That joy is utterly palpable on Twelfth. Loose and raw, the record is an ecstatic celebration of survival, a resounding ode to endurance and resilience from a veteran group that refuses to rest on their considerable laurels. Working out of Sputnik Sound in Nashville, Miller and his longtime bandmates—bassist Murry Hammond, guitarist Ken Bethea, and drummer Philip Peeples—teamed up once again with GRAMMY-winning producer Vance Powell (Chris Stapleton, Jack White), and while the resulting album boasts all the hallmarks of a classic Old 97’s record (sex and booze, laughter and tears, poetry and blasphemy), it also showcases a newfound perspective in its writing and craftsmanship, a maturity and appreciation that can only come with age and experience. Perhaps the band is growing up; maybe they’re just getting started. Either way, Old 97’s have never been happier to be alive.


“You have to take pride in the unlikeliness of it all,” says Miller. “It’s mind boggling to think that we’ve been able to last this long, that we’ve been able to support ourselves and our families on our own terms for almost thirty years. Twelve is a lot of records.”


Formed in Dallas, Texas, Old 97’s first emerged in the early ’90s with an adrenaline pumping blend of rock and roll swagger, punk snarl, and old-school twang that quickly brought them into the national spotlight. Conventional wisdom places the band at the forefront of a musical movement that would come to be known as “alternative country,” but, as the New York Times so succinctly put it, their sound always “leaned more toward the Clash than the Carter Family.” Fueled by breakneck tempos, distorted guitars, and wry storytelling, the foursome built a reputation for high-energy albums and even higher energy shows, earning themselves performances everywhere fromConan and Letterman to Bonnaroo and Lollapalooza alongside countless rave reviews. NPR lauded the group as a “pioneering force,” while Rolling Stonehailed their music’s “whiskey-wrecked nihilism and slow-burn heartbreak,” and The New Yorker praised their songwriting as “blistered, blasted, and brilliant.” On top of his prodigious output with Old 97’s, Miller simultaneously established himself as a prolific solo artist, as well, releasing eight studio albums under his own name that garnered similarly wide-ranging acclaim and landed in a slew of prominent film and television soundtracks. A gifted writer beyond his music, Miller also contributed essays and short stories to The Atlantic, Salon, McSweeney’s, and Sports Illustrated among others, and in 2019, he released his debut book, a collection of poetry for children, via Little, Brown and Company.

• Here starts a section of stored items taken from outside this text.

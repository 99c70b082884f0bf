use serde::Deserialize;
use std::path::{Path, PathBuf};
use std::time::Duration;

/// Main configuration for the triage service
#[derive(Debug, Clone, Deserialize)]
pub struct Config {
    /// Service configuration
    #[serde(default)]
    pub service: ServiceConfig,
    /// Upload API configuration
    #[serde(default)]
    pub api: ApiConfig,
    /// Artifact directories
    #[serde(default)]
    pub storage: StorageConfig,
    /// Inference worker configuration
    #[serde(default)]
    pub inference: InferenceConfig,
    /// Triage policy configuration
    #[serde(default)]
    pub triage: TriageConfig,
    /// Downstream task API configuration
    #[serde(default)]
    pub notifier: NotifierConfig,
}

/// Service-level configuration
#[derive(Debug, Clone, Deserialize)]
pub struct ServiceConfig {
    /// Service name for logging/metrics
    #[serde(default = "default_service_name")]
    pub name: String,
    /// Log level (trace, debug, info, warn, error)
    #[serde(default = "default_log_level")]
    pub log_level: String,
    /// Log output format (json, pretty)
    #[serde(default = "default_log_format")]
    pub log_format: String,
    /// Install the Prometheus exporter
    #[serde(default = "default_true")]
    pub metrics_enabled: bool,
    /// Metrics port
    #[serde(default = "default_metrics_port")]
    pub metrics_port: u16,
}

/// Upload API configuration
#[derive(Debug, Clone, Deserialize)]
pub struct ApiConfig {
    /// API listen address
    #[serde(default = "default_api_host")]
    pub host: String,
    /// API listen port
    #[serde(default = "default_api_port")]
    pub port: u16,
    /// Largest accepted image in bytes (10 MiB default)
    #[serde(default = "default_max_upload_bytes")]
    pub max_upload_bytes: usize,
    /// Enable CORS
    #[serde(default = "default_true")]
    pub cors_enabled: bool,
    /// Allowed CORS origins
    #[serde(default)]
    pub cors_origins: Vec<String>,
}

/// Temporary and permanent artifact locations
#[derive(Debug, Clone, Deserialize)]
pub struct StorageConfig {
    /// Directory for in-flight uploads
    #[serde(default = "default_temp_dir")]
    pub temp_dir: PathBuf,
    /// Directory for kept, annotated detections
    #[serde(default = "default_results_dir")]
    pub results_dir: PathBuf,
}

/// External inference worker configuration
#[derive(Debug, Clone, Deserialize)]
pub struct InferenceConfig {
    /// Worker executable
    #[serde(default = "default_worker_program")]
    pub program: String,
    /// Worker arguments; `{model}`, `{input}` and `{output}` are substituted per call
    #[serde(default = "default_worker_args")]
    pub args: Vec<String>,
    /// Trained model weights
    #[serde(default = "default_model_path")]
    pub model_path: String,
    /// Pretrained model used when `model_path` does not exist
    #[serde(default = "default_fallback_model")]
    pub fallback_model: String,
    /// Worker timeout in seconds
    #[serde(default = "default_worker_timeout_secs")]
    pub timeout_secs: u64,
    /// Maximum concurrently running workers
    #[serde(default = "default_max_concurrent")]
    pub max_concurrent: usize,
}

/// Triage policy configuration
#[derive(Debug, Clone, Deserialize)]
pub struct TriageConfig {
    /// Confidence that must be strictly exceeded to keep an image
    #[serde(default = "default_threshold")]
    pub threshold: f64,
}

/// Downstream task API configuration
#[derive(Debug, Clone, Deserialize)]
pub struct NotifierConfig {
    /// Create tasks for kept detections
    #[serde(default = "default_true")]
    pub enabled: bool,
    /// Task API base URL
    #[serde(default = "default_notifier_base_url")]
    pub base_url: String,
    /// Task creation path
    #[serde(default = "default_notifier_path")]
    pub path: String,
    /// User id sent as `requestUserId`
    #[serde(default = "default_request_user_id")]
    pub request_user_id: String,
    /// Request timeout in seconds
    #[serde(default = "default_notifier_timeout_secs")]
    pub timeout_secs: u64,
}

/// Configuration validation errors.
#[derive(Debug, thiserror::Error)]
pub enum ConfigValidationError {
    #[error("Missing required field: {0}")]
    MissingField(String),

    #[error("Invalid value for {field}: {message}")]
    InvalidValue { field: String, message: String },
}

// Default value functions
fn default_service_name() -> String {
    "litterwatch-triage".to_string()
}

fn default_log_level() -> String {
    "info".to_string()
}

fn default_log_format() -> String {
    "json".to_string()
}

fn default_metrics_port() -> u16 {
    9090
}

fn default_true() -> bool {
    true
}

fn default_api_host() -> String {
    "0.0.0.0".to_string()
}

fn default_api_port() -> u16 {
    3000
}

fn default_max_upload_bytes() -> usize {
    10 * 1024 * 1024 // 10MiB
}

fn default_temp_dir() -> PathBuf {
    PathBuf::from("uploads")
}

fn default_results_dir() -> PathBuf {
    PathBuf::from("results")
}

fn default_worker_program() -> String {
    "python3".to_string()
}

fn default_worker_args() -> Vec<String> {
    [
        "detect_image.py",
        "--model",
        "{model}",
        "--image",
        "{input}",
        "--output",
        "{output}",
    ]
    .iter()
    .map(|s| s.to_string())
    .collect()
}

fn default_model_path() -> String {
    "runs/garbage_detection/taco_model/weights/best.pt".to_string()
}

fn default_fallback_model() -> String {
    "yolov8n.pt".to_string()
}

fn default_worker_timeout_secs() -> u64 {
    120
}

fn default_max_concurrent() -> usize {
    1
}

fn default_threshold() -> f64 {
    0.4
}

fn default_notifier_base_url() -> String {
    "http://localhost:8000".to_string()
}

fn default_notifier_path() -> String {
    "/api/requests".to_string()
}

fn default_request_user_id() -> String {
    "000000000000000000000001".to_string()
}

fn default_notifier_timeout_secs() -> u64 {
    10
}

impl Config {
    /// Load configuration from environment and config files
    pub fn load() -> anyhow::Result<Self> {
        let config = config::Config::builder()
            // Add config file if present
            .add_source(config::File::with_name("config/triage").required(false))
            .add_source(config::File::with_name("/etc/litterwatch/triage").required(false))
            // Override with environment variables
            // TRIAGE__API__PORT -> api.port
            .add_source(
                config::Environment::with_prefix("TRIAGE")
                    .separator("__")
                    .try_parsing(true)
                    .list_separator(",")
                    .with_list_parse_key("api.cors_origins")
                    .with_list_parse_key("inference.args"),
            )
            .build()?;

        config.try_deserialize().map_err(Into::into)
    }

    /// Validate the configuration.
    pub fn validate(&self) -> Result<(), ConfigValidationError> {
        if self.api.max_upload_bytes == 0 {
            return Err(ConfigValidationError::InvalidValue {
                field: "api.max_upload_bytes".to_string(),
                message: "Upload limit must be greater than 0".to_string(),
            });
        }

        if self.storage.temp_dir.as_os_str().is_empty() {
            return Err(ConfigValidationError::MissingField("storage.temp_dir".to_string()));
        }
        if self.storage.results_dir.as_os_str().is_empty() {
            return Err(ConfigValidationError::MissingField(
                "storage.results_dir".to_string(),
            ));
        }
        if self.storage.temp_dir == self.storage.results_dir {
            return Err(ConfigValidationError::InvalidValue {
                field: "storage.results_dir".to_string(),
                message: "Temporary and results directories must differ".to_string(),
            });
        }

        if self.inference.program.is_empty() {
            return Err(ConfigValidationError::MissingField("inference.program".to_string()));
        }
        if !self.inference.args.iter().any(|a| a.contains("{input}")) {
            return Err(ConfigValidationError::InvalidValue {
                field: "inference.args".to_string(),
                message: "Arguments must reference the {input} image".to_string(),
            });
        }
        if self.inference.max_concurrent == 0 {
            return Err(ConfigValidationError::InvalidValue {
                field: "inference.max_concurrent".to_string(),
                message: "At least one worker slot is required".to_string(),
            });
        }
        if self.inference.timeout_secs == 0 {
            return Err(ConfigValidationError::InvalidValue {
                field: "inference.timeout_secs".to_string(),
                message: "Timeout must be greater than 0".to_string(),
            });
        }

        if !(0.0..=1.0).contains(&self.triage.threshold) {
            return Err(ConfigValidationError::InvalidValue {
                field: "triage.threshold".to_string(),
                message: "Threshold must be within [0, 1]".to_string(),
            });
        }

        if self.notifier.enabled && self.notifier.base_url.is_empty() {
            return Err(ConfigValidationError::MissingField("notifier.base_url".to_string()));
        }

        Ok(())
    }

    /// Get worker timeout as Duration
    pub fn worker_timeout(&self) -> Duration {
        Duration::from_secs(self.inference.timeout_secs)
    }
}

impl InferenceConfig {
    /// Model reference handed to the worker.
    ///
    /// Falls back to the pretrained model when the trained weights are absent.
    pub fn resolve_model(&self) -> String {
        if Path::new(&self.model_path).exists() {
            self.model_path.clone()
        } else {
            tracing::warn!(
                model_path = %self.model_path,
                fallback = %self.fallback_model,
                "Trained model not found, using pretrained model"
            );
            self.fallback_model.clone()
        }
    }
}

impl NotifierConfig {
    /// Get request timeout as Duration
    pub fn timeout(&self) -> Duration {
        Duration::from_secs(self.timeout_secs)
    }

    /// Full task creation URL
    pub fn endpoint(&self) -> String {
        format!(
            "{}/{}",
            self.base_url.trim_end_matches('/'),
            self.path.trim_start_matches('/')
        )
    }
}

impl Default for ServiceConfig {
    fn default() -> Self {
        Self {
            name: default_service_name(),
            log_level: default_log_level(),
            log_format: default_log_format(),
            metrics_enabled: true,
            metrics_port: default_metrics_port(),
        }
    }
}

impl Default for ApiConfig {
    fn default() -> Self {
        Self {
            host: default_api_host(),
            port: default_api_port(),
            max_upload_bytes: default_max_upload_bytes(),
            cors_enabled: true,
            cors_origins: Vec::new(),
        }
    }
}

impl Default for StorageConfig {
    fn default() -> Self {
        Self {
            temp_dir: default_temp_dir(),
            results_dir: default_results_dir(),
        }
    }
}

impl Default for InferenceConfig {
    fn default() -> Self {
        Self {
            program: default_worker_program(),
            args: default_worker_args(),
            model_path: default_model_path(),
            fallback_model: default_fallback_model(),
            timeout_secs: default_worker_timeout_secs(),
            max_concurrent: default_max_concurrent(),
        }
    }
}

impl Default for TriageConfig {
    fn default() -> Self {
        Self {
            threshold: default_threshold(),
        }
    }
}

impl Default for NotifierConfig {
    fn default() -> Self {
        Self {
            enabled: true,
            base_url: default_notifier_base_url(),
            path: default_notifier_path(),
            request_user_id: default_request_user_id(),
            timeout_secs: default_notifier_timeout_secs(),
        }
    }
}

impl Default for Config {
    fn default() -> Self {
        Self {
            service: ServiceConfig::default(),
            api: ApiConfig::default(),
            storage: StorageConfig::default(),
            inference: InferenceConfig::default(),
            triage: TriageConfig::default(),
            notifier: NotifierConfig::default(),
        }
    }
}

While part of Old 97’s charm has always been the air of playful invulnerability they exude onstage every night, reality began catching up with the band in 2017. The night before a television appearance in support of the group’s most recent album, Graveyard Whistling, Peeples collapsed in a hotel parking lot, falling backwards and cracking his skull on a concrete abutment. He spent weeks in the ICU and was forced to miss the first leg of tour. Bethea, meanwhile, began to notice a loss of feeling in the fingers of his right hand. As his condition continued to deteriorate on the road, the numbness spread to his leg, and he was eventually forced to undergo spinal surgery in order to regain full motor control. Miller, for his part, found himself at more of an existential crossroads, questioning attitudes and behaviors he’d long taken for granted. Yes, he was a rock and roll star (whatever that means nowadays), but he was also a father and a husband, and he decided it was long since time to get sober.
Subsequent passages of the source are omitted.